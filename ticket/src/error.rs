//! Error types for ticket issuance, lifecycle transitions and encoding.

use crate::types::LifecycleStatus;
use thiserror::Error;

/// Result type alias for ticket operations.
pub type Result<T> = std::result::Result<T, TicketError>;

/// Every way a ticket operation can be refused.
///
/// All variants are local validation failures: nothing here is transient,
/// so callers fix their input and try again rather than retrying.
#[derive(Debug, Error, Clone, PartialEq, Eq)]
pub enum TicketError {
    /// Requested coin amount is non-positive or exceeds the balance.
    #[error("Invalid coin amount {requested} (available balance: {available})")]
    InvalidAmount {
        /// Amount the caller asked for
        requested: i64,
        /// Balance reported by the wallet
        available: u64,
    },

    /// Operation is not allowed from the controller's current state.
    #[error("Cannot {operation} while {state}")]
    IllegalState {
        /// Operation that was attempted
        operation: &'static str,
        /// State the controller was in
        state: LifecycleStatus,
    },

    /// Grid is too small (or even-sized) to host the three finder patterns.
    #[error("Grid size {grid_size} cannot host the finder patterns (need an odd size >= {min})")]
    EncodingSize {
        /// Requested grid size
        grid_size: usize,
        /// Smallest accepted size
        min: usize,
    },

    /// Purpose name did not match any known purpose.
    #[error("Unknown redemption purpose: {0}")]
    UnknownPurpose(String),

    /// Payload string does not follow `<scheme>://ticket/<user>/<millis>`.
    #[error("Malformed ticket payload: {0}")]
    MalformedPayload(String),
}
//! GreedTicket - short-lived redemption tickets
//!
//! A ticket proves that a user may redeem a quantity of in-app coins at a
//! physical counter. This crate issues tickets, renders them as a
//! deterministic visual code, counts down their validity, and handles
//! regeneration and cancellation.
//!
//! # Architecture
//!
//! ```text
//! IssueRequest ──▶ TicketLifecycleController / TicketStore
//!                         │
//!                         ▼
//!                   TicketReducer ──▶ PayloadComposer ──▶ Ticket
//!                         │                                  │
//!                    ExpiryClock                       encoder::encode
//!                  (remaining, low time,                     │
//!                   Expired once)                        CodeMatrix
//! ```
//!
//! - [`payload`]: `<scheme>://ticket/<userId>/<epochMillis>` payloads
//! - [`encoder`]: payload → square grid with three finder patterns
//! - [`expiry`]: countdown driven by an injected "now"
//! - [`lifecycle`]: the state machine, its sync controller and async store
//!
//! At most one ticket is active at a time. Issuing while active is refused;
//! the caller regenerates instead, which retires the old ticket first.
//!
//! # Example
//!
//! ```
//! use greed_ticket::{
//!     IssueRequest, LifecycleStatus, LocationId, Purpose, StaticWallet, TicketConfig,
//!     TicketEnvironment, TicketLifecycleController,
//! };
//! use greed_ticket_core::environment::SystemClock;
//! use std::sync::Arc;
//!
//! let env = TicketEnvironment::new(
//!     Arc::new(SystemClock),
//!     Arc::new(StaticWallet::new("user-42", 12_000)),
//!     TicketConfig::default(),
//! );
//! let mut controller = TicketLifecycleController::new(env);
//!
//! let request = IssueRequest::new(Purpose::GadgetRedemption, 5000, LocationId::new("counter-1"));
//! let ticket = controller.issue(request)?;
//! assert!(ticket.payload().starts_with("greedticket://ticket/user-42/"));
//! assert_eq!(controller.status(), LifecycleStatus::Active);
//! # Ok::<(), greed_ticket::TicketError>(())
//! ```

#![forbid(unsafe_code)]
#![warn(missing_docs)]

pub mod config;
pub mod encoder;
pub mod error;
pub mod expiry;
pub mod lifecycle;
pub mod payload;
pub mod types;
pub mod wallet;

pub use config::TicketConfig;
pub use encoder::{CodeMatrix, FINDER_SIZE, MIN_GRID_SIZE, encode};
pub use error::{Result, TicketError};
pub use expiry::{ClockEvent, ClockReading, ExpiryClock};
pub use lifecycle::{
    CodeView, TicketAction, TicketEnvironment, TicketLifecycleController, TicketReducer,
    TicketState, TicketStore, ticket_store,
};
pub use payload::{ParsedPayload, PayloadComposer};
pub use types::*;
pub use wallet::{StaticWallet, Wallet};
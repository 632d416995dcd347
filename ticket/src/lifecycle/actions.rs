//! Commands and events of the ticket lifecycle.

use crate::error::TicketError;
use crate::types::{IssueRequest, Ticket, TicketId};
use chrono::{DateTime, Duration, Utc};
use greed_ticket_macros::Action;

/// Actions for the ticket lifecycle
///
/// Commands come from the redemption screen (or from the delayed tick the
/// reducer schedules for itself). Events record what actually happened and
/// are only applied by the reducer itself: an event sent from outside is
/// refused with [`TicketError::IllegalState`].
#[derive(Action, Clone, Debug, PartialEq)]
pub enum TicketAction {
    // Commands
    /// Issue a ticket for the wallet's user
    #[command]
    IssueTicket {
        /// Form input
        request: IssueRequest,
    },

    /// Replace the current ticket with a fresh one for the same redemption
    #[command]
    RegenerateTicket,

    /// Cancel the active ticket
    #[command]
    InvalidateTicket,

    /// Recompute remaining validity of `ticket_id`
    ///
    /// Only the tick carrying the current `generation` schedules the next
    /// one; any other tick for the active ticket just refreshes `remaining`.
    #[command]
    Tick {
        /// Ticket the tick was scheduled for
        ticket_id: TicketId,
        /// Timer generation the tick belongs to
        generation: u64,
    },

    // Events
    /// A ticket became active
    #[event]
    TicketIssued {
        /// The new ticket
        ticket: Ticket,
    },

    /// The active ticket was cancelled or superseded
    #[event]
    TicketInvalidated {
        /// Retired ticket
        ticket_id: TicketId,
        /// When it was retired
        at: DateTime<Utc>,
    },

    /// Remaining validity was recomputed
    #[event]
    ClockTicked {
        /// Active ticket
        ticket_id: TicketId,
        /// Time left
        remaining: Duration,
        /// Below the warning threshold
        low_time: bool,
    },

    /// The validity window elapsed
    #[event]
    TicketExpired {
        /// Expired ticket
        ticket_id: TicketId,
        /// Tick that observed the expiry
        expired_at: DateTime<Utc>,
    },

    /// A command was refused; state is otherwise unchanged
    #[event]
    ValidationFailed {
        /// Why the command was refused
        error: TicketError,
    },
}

········

#### Task to carry out:
With nothing left out, return each entry exactly.

#### Solution:
filename ticket/src/error.rs
//! Error types for ticket issuance, lifecycle transitions and encoding.

use crate::types::LifecycleStatus;
use thiserror::Error;

/// Result type alias for ticket operations.
pub type Result<T> = std::result::Result<T, TicketError>;

/// Every way a ticket operation can be refused.
///
/// All variants are local validation failures: nothing here is transient,
/// so callers fix their input and try again rather than retrying.
#[derive(Debug, Error, Clone, PartialEq, Eq)]
pub enum TicketError {
    /// Requested coin amount is non-positive or exceeds the balance.
    #[error("Invalid coin amount {requested} (available balance: {available})")]
    InvalidAmount {
        /// Amount the caller asked for
        requested: i64,
        /// Balance reported by the wallet
        available: u64,
    },

    /// Operation is not allowed from the controller's current state.
    #[error("Cannot {operation} while {state}")]
    IllegalState {
        /// Operation that was attempted
        operation: &'static str,
        /// State the controller was in
        state: LifecycleStatus,
    },

    /// Grid is too small (or even-sized) to host the three finder patterns.
    #[error("Grid size {grid_size} cannot host the finder patterns (need an odd size >= {min})")]
    EncodingSize {
        /// Requested grid size
        grid_size: usize,
        /// Smallest accepted size
        min: usize,
    },

    /// Purpose name did not match any known purpose.
    #[error("Unknown redemption purpose: {0}")]
    UnknownPurpose(String),

    /// Payload string does not follow `<scheme>://ticket/<user>/<millis>`.
    #[error("Malformed ticket payload: {0}")]
    MalformedPayload(String),
}
//! GreedTicket - short-lived redemption tickets
//!
//! A ticket proves that a user may redeem a quantity of in-app coins at a
//! physical counter. This crate issues tickets, renders them as a
//! deterministic visual code, counts down their validity, and handles
//! regeneration and cancellation.
//!
//! # Architecture
//!
//! ```text
//! IssueRequest ──▶ TicketLifecycleController / TicketStore
//!                         │
//!                         ▼
//!                   TicketReducer ──▶ PayloadComposer ──▶ Ticket
//!                         │                                  │
//!                    ExpiryClock                       encoder::encode
//!                  (remaining, low time,                     │
//!                   Expired once)                        CodeMatrix
//! ```
//!
//! - [`payload`]: `<scheme>://ticket/<userId>/<epochMillis>` payloads
//! - [`encoder`]: payload → square grid with three finder patterns
//! - [`expiry`]: countdown driven by an injected "now"
//! - [`lifecycle`]: the state machine, its sync controller and async store
//!
//! At most one ticket is active at a time. Issuing while active is refused;
//! the caller regenerates instead, which retires the old ticket first.
//!
//! # Example
//!
//! ```
//! use greed_ticket::{
//!     IssueRequest, LifecycleStatus, LocationId, Purpose, StaticWallet, TicketConfig,
//!     TicketEnvironment, TicketLifecycleController,
//! };
//! use greed_ticket_core::environment::SystemClock;
//! use std::sync::Arc;
//!
//! let env = TicketEnvironment::new(
//!     Arc::new(SystemClock),
//!     Arc::new(StaticWallet::new("user-42", 12_000)),
//!     TicketConfig::default(),
//! );
//! let mut controller = TicketLifecycleController::new(env);
//!
//! let request = IssueRequest::new(Purpose::GadgetRedemption, 5000, LocationId::new("counter-1"));
//! let ticket = controller.issue(request)?;
//! assert!(ticket.payload().starts_with("greedticket://ticket/user-42/"));
//! assert_eq!(controller.status(), LifecycleStatus::Active);
//! # Ok::<(), greed_ticket::TicketError>(())
//! ```

#![forbid(unsafe_code)]
#![warn(missing_docs)]

pub mod config;
pub mod encoder;
pub mod error;
pub mod expiry;
pub mod lifecycle;
pub mod payload;
pub mod types;
pub mod wallet;

pub use config::TicketConfig;
pub use encoder::{CodeMatrix, FINDER_SIZE, MIN_GRID_SIZE, encode};
pub use error::{Result, TicketError};
pub use expiry::{ClockEvent, ClockReading, ExpiryClock};
pub use lifecycle::{
    CodeView, TicketAction, TicketEnvironment, TicketLifecycleController, TicketReducer,
    TicketState, TicketStore, ticket_store,
};
pub use payload::{ParsedPayload, PayloadComposer};
pub use types::*;
pub use wallet::{StaticWallet, Wallet};
repository 632d416995dcd347
filename ticket/src/lifecycle/actions.rs
//! Commands and events of the ticket lifecycle.

use crate::error::TicketError;
use crate::types::{IssueRequest, Ticket, TicketId};
use chrono::{DateTime, Duration, Utc};
use greed_ticket_macros::Action;

/// Actions for the ticket lifecycle
///
/// Commands come from the redemption screen (or from the delayed tick the
/// reducer schedules for itself). Events record what actually happened and
/// are only applied by the reducer itself: an event sent from outside is
/// refused with [`TicketError::IllegalState`].
#[derive(Action, Clone, Debug, PartialEq)]
pub enum TicketAction {
    // Commands
    /// Issue a ticket for the wallet's user
    #[command]
    IssueTicket {
        /// Form input
        request: IssueRequest,
    },

    /// Replace the current ticket with a fresh one for the same redemption
    #[command]
    RegenerateTicket,

    /// Cancel the active ticket
    #[command]
    InvalidateTicket,

    /// Recompute remaining validity of `ticket_id`
    ///
    /// Only the tick carrying the current `generation` schedules the next
    /// one; any other tick for the active ticket just refreshes `remaining`.
    #[command]
    Tick {
        /// Ticket the tick was scheduled for
        ticket_id: TicketId,
        /// Timer generation the tick belongs to
        generation: u64,
    },

    // Events
    /// A ticket became active
    #[event]
    TicketIssued {
        /// The new ticket
        ticket: Ticket,
    },

    /// The active ticket was cancelled or superseded
    #[event]
    TicketInvalidated {
        /// Retired ticket
        ticket_id: TicketId,
        /// When it was retired
        at: DateTime<Utc>,
    },

    /// Remaining validity was recomputed
    #[event]
    ClockTicked {
        /// Active ticket
        ticket_id: TicketId,
        /// Time left
        remaining: Duration,
        /// Below the warning threshold
        low_time: bool,
    },

    /// The validity window elapsed
    #[event]
    TicketExpired {
        /// Expired ticket
        ticket_id: TicketId,
        /// Tick that observed the expiry
        expired_at: DateTime<Utc>,
    },

    /// A command was refused; state is otherwise unchanged
    #[event]
    ValidationFailed {
        /// Why the command was refused
        error: TicketError,
    },
}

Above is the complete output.